:: About this exercise ::
Among the records below, which lines contain the string "take"? Report them.
━━━ Record extracts
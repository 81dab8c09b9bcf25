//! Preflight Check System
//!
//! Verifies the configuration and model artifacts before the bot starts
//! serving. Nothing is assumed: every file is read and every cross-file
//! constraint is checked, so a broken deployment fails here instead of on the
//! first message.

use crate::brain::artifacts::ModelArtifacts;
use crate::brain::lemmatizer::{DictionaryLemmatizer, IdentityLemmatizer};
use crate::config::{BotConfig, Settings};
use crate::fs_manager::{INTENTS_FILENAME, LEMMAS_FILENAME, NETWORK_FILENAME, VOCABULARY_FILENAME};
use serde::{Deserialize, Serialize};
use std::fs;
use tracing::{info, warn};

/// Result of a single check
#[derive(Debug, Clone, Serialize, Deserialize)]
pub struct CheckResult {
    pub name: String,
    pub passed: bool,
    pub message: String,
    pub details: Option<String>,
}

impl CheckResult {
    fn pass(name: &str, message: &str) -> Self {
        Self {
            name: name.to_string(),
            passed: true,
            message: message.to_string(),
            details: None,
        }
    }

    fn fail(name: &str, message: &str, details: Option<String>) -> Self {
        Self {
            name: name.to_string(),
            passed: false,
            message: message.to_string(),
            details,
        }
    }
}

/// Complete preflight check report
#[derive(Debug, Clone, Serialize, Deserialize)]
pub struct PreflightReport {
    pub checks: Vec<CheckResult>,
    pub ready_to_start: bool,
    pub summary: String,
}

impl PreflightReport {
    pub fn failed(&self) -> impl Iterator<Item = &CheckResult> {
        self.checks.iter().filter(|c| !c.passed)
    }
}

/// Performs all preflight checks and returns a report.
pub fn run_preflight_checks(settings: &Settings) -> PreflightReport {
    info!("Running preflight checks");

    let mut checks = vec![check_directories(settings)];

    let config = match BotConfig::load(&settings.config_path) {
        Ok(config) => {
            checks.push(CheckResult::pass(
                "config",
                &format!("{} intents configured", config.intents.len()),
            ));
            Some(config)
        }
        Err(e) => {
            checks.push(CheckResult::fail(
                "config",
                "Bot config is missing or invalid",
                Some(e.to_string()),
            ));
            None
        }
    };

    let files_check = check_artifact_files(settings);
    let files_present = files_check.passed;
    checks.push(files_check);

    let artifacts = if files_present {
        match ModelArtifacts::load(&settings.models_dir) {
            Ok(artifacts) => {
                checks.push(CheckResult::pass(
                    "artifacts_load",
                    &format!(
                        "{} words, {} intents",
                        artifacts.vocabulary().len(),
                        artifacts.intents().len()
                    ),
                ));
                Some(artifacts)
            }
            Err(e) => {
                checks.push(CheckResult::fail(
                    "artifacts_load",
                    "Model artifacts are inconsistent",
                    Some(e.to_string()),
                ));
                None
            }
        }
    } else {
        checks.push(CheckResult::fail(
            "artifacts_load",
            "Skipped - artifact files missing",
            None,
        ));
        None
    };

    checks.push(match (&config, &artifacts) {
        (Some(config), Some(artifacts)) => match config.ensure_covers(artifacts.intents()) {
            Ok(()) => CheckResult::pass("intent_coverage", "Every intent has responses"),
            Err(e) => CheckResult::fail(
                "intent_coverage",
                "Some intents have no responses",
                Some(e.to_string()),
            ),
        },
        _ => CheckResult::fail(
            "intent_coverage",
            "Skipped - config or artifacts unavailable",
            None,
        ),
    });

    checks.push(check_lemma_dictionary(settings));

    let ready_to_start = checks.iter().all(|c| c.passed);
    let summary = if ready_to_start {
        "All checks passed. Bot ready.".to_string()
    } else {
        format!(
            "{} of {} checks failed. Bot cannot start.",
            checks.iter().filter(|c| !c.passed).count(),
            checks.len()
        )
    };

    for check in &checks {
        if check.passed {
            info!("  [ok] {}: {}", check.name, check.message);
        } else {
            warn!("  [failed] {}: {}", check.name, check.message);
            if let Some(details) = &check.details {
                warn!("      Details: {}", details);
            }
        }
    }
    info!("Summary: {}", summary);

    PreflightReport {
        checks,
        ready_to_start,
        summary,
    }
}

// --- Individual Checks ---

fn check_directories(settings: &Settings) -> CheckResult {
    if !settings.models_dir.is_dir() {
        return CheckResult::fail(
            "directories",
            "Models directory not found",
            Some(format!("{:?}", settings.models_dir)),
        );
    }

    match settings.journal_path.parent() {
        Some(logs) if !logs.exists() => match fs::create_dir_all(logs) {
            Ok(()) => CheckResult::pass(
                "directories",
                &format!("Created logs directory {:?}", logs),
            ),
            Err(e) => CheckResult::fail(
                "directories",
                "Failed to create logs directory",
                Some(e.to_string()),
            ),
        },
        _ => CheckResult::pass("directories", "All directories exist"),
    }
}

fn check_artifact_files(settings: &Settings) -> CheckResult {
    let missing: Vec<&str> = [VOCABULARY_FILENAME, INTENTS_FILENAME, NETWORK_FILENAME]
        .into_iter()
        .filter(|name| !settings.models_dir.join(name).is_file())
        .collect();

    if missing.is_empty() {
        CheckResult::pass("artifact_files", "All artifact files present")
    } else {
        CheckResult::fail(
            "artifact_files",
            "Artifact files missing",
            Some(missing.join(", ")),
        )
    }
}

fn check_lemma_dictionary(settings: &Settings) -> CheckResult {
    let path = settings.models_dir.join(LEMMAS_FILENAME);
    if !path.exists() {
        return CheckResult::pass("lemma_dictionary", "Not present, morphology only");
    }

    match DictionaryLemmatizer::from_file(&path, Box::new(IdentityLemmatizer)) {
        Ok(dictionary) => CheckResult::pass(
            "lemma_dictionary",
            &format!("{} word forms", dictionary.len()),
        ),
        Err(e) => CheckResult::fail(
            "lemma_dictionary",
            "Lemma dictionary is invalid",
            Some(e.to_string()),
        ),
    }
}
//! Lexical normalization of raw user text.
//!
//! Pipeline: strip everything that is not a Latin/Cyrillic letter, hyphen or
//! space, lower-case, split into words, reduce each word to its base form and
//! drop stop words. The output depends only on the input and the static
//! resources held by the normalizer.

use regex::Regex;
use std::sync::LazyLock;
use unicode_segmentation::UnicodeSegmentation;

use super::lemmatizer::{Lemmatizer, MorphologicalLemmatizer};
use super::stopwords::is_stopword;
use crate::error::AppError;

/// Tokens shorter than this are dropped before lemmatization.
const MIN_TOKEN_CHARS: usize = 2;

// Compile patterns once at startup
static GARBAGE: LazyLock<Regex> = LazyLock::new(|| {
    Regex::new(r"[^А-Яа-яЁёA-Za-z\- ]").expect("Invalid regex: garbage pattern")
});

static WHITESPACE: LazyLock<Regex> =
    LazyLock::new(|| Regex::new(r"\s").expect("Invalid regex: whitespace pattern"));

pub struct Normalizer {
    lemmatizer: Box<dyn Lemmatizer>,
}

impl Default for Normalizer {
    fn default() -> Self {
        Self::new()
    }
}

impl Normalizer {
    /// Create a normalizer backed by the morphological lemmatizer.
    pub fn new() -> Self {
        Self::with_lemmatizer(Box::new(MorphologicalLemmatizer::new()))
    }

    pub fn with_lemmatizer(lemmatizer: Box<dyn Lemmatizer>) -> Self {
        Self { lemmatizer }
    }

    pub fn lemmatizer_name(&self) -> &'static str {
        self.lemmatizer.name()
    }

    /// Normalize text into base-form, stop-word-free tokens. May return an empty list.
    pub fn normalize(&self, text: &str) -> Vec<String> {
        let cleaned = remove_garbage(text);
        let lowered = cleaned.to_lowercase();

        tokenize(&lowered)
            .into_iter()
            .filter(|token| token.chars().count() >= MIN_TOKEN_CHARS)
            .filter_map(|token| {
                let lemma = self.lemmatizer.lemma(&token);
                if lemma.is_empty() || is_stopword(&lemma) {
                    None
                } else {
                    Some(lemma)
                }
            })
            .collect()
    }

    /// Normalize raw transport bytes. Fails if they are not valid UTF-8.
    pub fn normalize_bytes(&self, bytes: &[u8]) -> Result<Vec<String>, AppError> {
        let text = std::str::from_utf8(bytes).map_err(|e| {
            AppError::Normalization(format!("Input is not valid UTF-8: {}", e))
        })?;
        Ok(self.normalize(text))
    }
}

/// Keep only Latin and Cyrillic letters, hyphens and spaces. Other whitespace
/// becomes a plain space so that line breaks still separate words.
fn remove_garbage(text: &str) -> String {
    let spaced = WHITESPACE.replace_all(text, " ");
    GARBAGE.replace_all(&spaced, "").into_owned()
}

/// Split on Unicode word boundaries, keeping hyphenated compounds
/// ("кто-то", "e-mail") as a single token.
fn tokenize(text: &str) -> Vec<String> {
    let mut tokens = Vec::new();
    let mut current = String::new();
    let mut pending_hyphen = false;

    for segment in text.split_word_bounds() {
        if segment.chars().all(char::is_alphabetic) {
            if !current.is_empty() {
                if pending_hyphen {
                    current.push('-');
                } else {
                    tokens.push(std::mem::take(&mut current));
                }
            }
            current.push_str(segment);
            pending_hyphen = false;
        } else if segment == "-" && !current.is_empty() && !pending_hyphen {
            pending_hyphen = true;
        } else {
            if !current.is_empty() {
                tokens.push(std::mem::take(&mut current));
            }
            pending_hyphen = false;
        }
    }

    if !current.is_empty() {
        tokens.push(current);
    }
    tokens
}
━━━━━━
:: Written reply ::
                    tokens.push(std::mem::take(&mut current));
                tokens.push(std::mem::take(&mut current));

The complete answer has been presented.